Plus Ultra*
Joseph Glanvill (1638-1680) Anglikan bir din adamı ve Kraliyet Cemiyeti’nin bir üyesidir. Kendisi bir bilimadamı olmamakla birlikte, deneysel bilimlerin tarafını tutan ve ateizm suçlaması karşısında bu bilimleri savunan birçok deneme yazmıştır. Kitabının adı olan Plus Ultra: yahut Aristo’nun Döneminden Bu Yana Bilginin Gelişimi ve İlerlemesi (1668), içeriğini açıklar niteliktedir.
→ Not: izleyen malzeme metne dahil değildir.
use ethers_core::types::{Address, PathOrString};
use ethers_signers::coins_bip39::English;
use ethers_signers::{LocalWallet, MnemonicBuilder, Signer, WalletError};

use crate::error::{Result, SignerError};
use crate::keystore::{KeyStore, WalletRecord};

/// Signing key for one account, borrowed from the key store for a single request.
/// The wrapped secp256k1 key is wiped when this is dropped.
#[derive(Debug)]
pub struct ResolvedAccount {
    pub wallet: LocalWallet,
    pub index: u32,
}

impl ResolvedAccount {
    pub fn address(&self) -> Address {
        self.wallet.address()
    }
}

/// Look up `wallet_name`, find `account` inside it, and derive its key.
///
/// Every miss is `NotFound`, including a stored account whose index does
/// not derive to its stored address. Backend failures pass through as-is.
pub async fn resolve(store: &dyn KeyStore, wallet_name: &str, account: &Address) -> Result<ResolvedAccount> {
    let wallet = store
        .read_wallet(wallet_name)
        .await?
        .ok_or_else(|| SignerError::not_found(format!("wallet '{wallet_name}' not found")))?;

    let record = store
        .read_account(wallet_name, account)
        .await?
        .ok_or_else(|| SignerError::not_found("error reading address"))?;

    // the account must already be part of the wallet's own account set
    if wallet.account(account) != Some(&record) {
        return Err(SignerError::not_found("error reading address"));
    }

    let signer = derive(&wallet, record.index)?;
    if signer.address() != *account {
        return Err(SignerError::not_found("account record does not match wallet key"));
    }

    Ok(ResolvedAccount { wallet: signer, index: record.index })
}

/// BIP-44 Ethereum key at `m/44'/60'/0'/0/{index}`.
fn derive(wallet: &WalletRecord, index: u32) -> Result<LocalWallet> {
    let malformed = |_: WalletError| SignerError::not_found("wallet record is malformed");

    // always a phrase, never a path to read one from
    let phrase = PathOrString::String(wallet.mnemonic.clone());
    let mut builder = MnemonicBuilder::<English>::default().phrase(phrase);
    if let Some(pass) = wallet.passphrase.as_deref() {
        builder = builder.password(pass);
    }
    builder.index(index).map_err(malformed)?.build().map_err(malformed)
}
Bu konuda antik âlimler fazlasıyla kusurluydu. Aristo, dünyayı âlim-lerinin fethettiği biçimiyle biliyordu. Marifetli Varenius tarafından dikkat çekildiği üzere bu bilimdeki en genel ve en gerekli şeyler bilinmiyordu; sıcak kuşağın yerleşmeye elverişli olup olmadığı, denizdeki med ve cezirler, rüzgârların çeşitliliği, mıknatısın kutupsal özelliği, dünyanın gerçek boyutları bilinmiyordu. Yunanlıların ve Romalıların masalsı ilişkiler kurdukları uzak ülkelere dair tanımlar istiyorlardı. Dünyanın denizlerle çevrili olduğunu bilmiyorlardı, denizden dünyanın çevresinin dolaşılabileceğini de. Amerika’dan tamamen bihaberdiler, bu yarımkürenin kuzey ve güneyini bilmiyorlardı, bildikleri Asya’dan daha uzak yerler hakkında pek az bilgiye sahiptiler. Japonya, cava, Filipinler ve Borneo ya hiç bilinmiyordu ya da haklarında çok eskimiş bilgiler mevcuttu ama şimdi hepsi biliniyor. Meksika ve Peru, güçlü imparatorlukların geniş bölgeleri ve Büyük Okyanus’un adaları gözler önüne serildi. Donmuş Kuzey ve sıcak hat, daha önce bilinmeyen Güney gezildi, bölgede yaşayan sayısız insanın hiç de antiklerin inandığı gibi yabancıları sevmeyen ve diğer insanlara karşı kaba olan kişiler olmadığı anlaşıldı. Magellan, Drake ve Candish dünyanın çevresini dolaştı. Denizin büyük hareketi kaba ve farklılıkları her gün sorgulanıyor; rüzgârın çeşitleri belirlendi ve daha iyi anlaşıldı; mıknatıs taşının hazine değerindeki gizli etkileri bulundu ve kullanılıyor. Doğu’nun heyecan verici adalarına, ayrıca Güney ve Kuzey’deki adalara sık uğranır oldu ve o insanlarla o ülkelerin bilgileri, zenginlikleriyle birlikte bize getirildi; en uzak yerlere gidildi ve o yerler tarif edildi. Gemiciliğimiz çok daha iyi, ticaretimiz daha kapsamlı, deniz haritalarımız daha kesin, yerküreyi gösteren haritalarımız daha doğru, seyahatlerimiz daha uzaklara varıyor, raporlar daha özlü ve fazla bilgi içeriyor; neticede coğrafya bilgimiz Polybius ve Possidonius’un dönemindekinden de, Caesear’lar döneminde yaşayan Batlamyus’un, Strabo’nun ve Pomponius Mela’nınkinden de çok daha mükemmel. Roma İmparatorluğu’nun o gelişme çağında bu kadar zayıf olan coğrafya Aristo ve Grekler döneminde nasıldı?
Fetihleriyle dünyanın sınırlarına ulaştığını düşünen Büyük Makedonyalı (Büyük İskender) bunun bir örneğidir; geçemediği sınırların ötesinde öyle uluslar vardı ki bu büyük fatihi gururlu ve muzaffer ordusuyla birlikte tamamen tüketebilirlerdi. Modern gelişmeler de çok iyiydi; antik dönemin en şöhretli coğrafyacılarından geriye kalanları Gemma Frisius’un, Mercator’un, Ortelius’un, Stevinus’un, Bertius’un ve Guil Blaeu’nun coğrafi performanslarıyla karşılaştırırsanız siz de böyle düşüneceksiniz.
* Joseph Glanvill, Plus Ultra, Londra, J. Collins, 1668, s. 48-50.